RECORDS FOR PROCESSING:
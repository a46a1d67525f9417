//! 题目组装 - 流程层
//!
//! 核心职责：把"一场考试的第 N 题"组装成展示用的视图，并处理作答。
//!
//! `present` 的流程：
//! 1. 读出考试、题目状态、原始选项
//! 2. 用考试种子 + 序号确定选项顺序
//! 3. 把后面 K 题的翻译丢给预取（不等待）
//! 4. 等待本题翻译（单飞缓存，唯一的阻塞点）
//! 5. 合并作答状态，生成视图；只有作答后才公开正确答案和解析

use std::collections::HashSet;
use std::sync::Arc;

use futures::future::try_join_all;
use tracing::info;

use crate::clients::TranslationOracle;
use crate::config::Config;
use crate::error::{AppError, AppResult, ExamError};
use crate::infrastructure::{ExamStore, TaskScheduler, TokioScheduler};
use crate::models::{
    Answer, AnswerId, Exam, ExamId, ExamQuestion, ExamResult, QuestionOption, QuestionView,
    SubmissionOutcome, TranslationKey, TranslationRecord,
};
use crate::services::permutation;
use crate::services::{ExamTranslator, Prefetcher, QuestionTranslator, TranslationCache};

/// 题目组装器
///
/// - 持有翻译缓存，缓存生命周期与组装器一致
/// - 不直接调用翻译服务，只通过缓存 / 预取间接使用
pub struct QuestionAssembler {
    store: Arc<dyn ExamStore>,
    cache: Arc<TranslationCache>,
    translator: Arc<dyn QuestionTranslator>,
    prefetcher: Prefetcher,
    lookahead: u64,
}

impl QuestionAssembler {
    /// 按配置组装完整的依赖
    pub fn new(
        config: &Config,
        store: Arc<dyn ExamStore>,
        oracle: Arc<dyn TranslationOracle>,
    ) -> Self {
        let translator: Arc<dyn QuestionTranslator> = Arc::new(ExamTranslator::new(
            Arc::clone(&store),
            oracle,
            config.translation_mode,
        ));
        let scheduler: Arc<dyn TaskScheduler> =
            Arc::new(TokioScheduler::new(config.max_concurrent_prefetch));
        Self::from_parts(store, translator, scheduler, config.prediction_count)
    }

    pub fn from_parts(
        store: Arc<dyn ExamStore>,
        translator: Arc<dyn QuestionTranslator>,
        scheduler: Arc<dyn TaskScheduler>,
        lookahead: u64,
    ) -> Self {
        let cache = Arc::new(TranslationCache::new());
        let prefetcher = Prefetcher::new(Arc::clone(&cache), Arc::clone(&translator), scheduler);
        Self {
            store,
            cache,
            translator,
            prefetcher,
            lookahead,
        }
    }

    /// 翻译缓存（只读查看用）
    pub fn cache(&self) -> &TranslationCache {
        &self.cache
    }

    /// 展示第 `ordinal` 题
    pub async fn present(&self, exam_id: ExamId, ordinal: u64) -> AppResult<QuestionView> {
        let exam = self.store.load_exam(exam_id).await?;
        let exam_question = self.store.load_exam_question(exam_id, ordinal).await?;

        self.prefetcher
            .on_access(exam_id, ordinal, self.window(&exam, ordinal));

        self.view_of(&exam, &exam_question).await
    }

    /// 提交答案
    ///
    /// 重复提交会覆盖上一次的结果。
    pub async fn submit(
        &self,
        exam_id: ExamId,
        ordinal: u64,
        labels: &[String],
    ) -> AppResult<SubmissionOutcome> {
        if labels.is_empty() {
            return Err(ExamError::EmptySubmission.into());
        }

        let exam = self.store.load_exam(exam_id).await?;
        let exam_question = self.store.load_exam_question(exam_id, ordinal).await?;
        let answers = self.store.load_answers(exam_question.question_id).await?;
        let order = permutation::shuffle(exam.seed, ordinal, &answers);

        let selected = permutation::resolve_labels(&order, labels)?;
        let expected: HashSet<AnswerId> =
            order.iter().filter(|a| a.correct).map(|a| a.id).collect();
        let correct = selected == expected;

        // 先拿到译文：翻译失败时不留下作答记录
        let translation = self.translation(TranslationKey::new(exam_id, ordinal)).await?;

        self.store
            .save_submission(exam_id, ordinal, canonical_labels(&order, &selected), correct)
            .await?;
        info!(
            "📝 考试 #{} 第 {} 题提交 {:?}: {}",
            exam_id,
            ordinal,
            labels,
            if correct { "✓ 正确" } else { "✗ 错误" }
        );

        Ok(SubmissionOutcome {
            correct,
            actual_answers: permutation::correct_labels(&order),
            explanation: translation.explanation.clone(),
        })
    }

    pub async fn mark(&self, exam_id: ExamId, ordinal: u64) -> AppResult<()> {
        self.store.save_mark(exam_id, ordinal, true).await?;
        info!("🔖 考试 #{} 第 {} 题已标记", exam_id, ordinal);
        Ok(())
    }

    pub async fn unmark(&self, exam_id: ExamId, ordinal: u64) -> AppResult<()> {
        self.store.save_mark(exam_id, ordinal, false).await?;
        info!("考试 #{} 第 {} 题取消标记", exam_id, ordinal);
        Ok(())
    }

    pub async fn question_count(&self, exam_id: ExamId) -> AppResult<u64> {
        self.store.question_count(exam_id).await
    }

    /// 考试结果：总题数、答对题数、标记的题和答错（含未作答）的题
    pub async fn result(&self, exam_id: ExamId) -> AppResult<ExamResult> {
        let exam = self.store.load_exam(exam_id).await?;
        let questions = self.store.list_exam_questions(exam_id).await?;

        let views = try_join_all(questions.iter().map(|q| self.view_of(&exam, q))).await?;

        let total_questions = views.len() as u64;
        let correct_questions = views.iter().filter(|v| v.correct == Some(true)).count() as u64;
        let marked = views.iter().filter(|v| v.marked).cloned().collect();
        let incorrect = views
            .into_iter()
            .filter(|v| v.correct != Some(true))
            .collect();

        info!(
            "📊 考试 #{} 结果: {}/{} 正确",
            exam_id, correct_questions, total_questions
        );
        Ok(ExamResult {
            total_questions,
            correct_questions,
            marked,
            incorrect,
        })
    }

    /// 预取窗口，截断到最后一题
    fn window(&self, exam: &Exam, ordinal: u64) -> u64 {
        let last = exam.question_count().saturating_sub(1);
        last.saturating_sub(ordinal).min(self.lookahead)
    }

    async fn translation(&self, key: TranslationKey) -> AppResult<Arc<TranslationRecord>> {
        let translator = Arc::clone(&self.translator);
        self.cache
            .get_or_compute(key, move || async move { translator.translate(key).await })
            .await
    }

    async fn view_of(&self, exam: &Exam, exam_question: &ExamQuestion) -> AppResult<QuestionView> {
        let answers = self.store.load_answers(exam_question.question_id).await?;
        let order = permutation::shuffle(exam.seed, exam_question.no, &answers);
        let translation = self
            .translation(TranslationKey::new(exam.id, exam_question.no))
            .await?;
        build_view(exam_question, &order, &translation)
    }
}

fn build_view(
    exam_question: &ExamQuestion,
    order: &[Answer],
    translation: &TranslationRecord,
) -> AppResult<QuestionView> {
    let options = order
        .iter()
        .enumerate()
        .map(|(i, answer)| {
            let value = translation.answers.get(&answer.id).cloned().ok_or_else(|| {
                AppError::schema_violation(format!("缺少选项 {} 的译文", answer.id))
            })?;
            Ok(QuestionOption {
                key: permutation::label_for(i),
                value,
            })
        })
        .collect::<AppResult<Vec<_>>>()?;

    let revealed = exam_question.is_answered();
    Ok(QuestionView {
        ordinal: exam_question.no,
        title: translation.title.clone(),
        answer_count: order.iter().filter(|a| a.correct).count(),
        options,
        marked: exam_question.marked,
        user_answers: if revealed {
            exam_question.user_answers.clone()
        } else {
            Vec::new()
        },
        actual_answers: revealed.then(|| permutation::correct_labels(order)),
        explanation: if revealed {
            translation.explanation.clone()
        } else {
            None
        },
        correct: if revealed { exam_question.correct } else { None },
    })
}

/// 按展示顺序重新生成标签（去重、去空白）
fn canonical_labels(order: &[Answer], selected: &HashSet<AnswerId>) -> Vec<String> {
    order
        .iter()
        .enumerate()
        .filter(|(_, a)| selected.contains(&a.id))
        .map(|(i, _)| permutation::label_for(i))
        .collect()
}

---

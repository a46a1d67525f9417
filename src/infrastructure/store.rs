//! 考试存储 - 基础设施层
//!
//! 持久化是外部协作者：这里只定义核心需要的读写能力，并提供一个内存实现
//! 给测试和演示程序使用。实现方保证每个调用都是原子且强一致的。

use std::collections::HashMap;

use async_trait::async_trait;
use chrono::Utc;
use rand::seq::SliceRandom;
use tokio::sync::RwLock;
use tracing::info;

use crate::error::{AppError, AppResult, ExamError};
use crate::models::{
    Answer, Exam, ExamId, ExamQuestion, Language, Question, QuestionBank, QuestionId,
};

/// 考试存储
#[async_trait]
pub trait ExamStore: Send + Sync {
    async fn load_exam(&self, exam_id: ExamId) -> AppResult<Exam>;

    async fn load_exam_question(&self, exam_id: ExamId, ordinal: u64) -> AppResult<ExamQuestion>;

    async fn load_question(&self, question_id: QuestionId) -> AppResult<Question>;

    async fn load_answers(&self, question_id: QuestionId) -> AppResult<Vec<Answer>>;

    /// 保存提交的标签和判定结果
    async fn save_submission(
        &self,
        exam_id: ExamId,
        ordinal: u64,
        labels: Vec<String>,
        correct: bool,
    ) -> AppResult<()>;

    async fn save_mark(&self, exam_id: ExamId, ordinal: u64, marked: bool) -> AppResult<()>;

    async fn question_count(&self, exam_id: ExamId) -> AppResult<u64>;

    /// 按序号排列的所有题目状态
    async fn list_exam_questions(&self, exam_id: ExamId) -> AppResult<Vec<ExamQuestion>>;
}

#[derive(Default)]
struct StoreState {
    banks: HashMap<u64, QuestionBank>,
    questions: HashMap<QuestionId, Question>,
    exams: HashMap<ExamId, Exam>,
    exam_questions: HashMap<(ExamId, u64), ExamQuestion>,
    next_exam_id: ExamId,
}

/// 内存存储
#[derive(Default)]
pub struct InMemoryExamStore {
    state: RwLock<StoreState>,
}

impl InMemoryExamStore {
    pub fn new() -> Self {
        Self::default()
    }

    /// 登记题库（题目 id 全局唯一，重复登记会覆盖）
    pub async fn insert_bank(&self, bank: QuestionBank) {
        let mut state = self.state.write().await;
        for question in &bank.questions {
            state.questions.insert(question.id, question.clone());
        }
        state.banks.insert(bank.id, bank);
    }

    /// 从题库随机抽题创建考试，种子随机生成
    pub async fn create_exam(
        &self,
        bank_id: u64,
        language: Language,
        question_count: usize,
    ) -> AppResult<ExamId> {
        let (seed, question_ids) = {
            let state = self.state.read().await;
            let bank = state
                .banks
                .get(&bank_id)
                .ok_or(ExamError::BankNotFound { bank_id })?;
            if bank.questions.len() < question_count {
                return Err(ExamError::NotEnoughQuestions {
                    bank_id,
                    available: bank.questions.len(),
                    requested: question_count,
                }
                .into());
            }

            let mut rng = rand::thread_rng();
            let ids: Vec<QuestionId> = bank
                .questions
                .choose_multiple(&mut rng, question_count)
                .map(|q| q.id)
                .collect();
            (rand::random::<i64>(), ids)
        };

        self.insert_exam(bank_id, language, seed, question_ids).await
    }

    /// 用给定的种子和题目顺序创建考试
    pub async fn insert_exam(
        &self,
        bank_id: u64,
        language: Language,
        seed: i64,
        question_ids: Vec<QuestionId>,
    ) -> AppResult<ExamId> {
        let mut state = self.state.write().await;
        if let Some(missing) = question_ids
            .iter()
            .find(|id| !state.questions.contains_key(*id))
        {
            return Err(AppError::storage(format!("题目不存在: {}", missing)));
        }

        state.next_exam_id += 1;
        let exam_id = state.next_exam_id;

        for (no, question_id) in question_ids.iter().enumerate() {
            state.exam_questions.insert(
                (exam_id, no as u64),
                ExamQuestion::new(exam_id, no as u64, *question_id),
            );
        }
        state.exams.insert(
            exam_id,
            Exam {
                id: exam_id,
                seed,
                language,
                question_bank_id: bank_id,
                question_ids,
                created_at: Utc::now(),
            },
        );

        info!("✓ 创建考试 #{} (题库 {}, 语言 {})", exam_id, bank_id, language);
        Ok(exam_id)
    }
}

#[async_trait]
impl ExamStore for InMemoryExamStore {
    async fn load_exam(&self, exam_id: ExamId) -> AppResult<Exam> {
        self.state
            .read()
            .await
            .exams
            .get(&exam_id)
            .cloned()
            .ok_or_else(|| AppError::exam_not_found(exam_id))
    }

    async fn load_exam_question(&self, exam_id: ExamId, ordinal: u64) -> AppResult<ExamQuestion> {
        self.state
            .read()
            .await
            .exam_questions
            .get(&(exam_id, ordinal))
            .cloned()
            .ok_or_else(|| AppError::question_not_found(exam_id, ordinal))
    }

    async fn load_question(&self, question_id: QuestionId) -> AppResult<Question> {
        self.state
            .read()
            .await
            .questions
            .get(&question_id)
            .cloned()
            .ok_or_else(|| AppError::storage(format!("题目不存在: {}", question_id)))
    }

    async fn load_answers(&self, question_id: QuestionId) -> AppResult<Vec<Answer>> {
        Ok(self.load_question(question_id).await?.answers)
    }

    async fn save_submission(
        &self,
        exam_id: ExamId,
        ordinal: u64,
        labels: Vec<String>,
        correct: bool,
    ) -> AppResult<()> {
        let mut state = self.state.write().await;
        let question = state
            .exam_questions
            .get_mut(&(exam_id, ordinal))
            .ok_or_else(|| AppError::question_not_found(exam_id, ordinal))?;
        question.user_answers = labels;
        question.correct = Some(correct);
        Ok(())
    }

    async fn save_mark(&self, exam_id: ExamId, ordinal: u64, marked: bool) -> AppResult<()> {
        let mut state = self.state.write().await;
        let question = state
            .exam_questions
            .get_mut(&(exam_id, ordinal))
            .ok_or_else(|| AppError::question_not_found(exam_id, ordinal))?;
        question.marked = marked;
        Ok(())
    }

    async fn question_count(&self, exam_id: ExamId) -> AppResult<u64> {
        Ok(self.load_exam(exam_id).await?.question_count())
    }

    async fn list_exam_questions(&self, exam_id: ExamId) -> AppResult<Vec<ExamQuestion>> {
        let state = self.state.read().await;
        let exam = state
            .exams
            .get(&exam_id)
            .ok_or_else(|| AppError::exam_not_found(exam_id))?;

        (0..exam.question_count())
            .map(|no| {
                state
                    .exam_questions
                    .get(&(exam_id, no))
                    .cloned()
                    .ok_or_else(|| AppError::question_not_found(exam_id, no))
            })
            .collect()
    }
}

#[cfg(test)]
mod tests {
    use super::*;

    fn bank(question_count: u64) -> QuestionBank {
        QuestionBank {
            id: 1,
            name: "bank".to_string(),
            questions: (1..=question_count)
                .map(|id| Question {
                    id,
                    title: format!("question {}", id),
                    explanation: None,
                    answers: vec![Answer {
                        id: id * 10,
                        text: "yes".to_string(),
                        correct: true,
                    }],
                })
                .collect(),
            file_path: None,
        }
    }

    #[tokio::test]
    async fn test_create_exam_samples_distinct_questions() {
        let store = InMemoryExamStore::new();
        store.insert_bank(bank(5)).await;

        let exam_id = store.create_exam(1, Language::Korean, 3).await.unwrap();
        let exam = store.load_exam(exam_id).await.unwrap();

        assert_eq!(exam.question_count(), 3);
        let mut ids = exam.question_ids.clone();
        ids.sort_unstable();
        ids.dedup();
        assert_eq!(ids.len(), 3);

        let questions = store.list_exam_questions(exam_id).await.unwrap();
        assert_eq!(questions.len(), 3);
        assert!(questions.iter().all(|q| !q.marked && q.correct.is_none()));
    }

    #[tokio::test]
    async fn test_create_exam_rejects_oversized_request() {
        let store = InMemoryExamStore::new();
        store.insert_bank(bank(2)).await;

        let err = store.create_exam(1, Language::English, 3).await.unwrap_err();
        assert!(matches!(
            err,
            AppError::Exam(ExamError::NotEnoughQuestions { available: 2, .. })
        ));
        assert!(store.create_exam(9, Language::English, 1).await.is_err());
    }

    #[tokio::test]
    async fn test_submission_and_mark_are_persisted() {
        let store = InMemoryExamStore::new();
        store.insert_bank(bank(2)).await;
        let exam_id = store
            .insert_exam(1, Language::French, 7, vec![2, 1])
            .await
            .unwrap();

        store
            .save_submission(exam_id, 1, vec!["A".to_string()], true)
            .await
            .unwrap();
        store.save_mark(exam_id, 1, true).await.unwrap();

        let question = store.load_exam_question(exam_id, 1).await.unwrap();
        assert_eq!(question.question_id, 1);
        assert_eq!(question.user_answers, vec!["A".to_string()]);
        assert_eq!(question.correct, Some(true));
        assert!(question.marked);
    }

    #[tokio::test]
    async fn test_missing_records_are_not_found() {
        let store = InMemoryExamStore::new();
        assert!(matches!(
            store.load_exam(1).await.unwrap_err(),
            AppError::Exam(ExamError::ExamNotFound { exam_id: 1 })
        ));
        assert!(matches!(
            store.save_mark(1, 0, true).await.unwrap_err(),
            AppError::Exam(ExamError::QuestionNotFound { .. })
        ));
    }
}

PROBLEM DETAILS:
Output only an exact transcription of the lines above from the one with "order.iter().filter(|a| a.correct).map(|a| a.id).collect();" up to and including the one with "canonical_labels(&order, &selected), correct)".

WORKED SOLUTION:
            order.iter().filter(|a| a.correct).map(|a| a.id).collect();
        let correct = selected == expected;

        // 先拿到译文：翻译失败时不留下作答记录
        let translation = self.translation(TranslationKey::new(exam_id, ordinal)).await?;

        self.store
            .save_submission(exam_id, ordinal, canonical_labels(&order, &selected), correct)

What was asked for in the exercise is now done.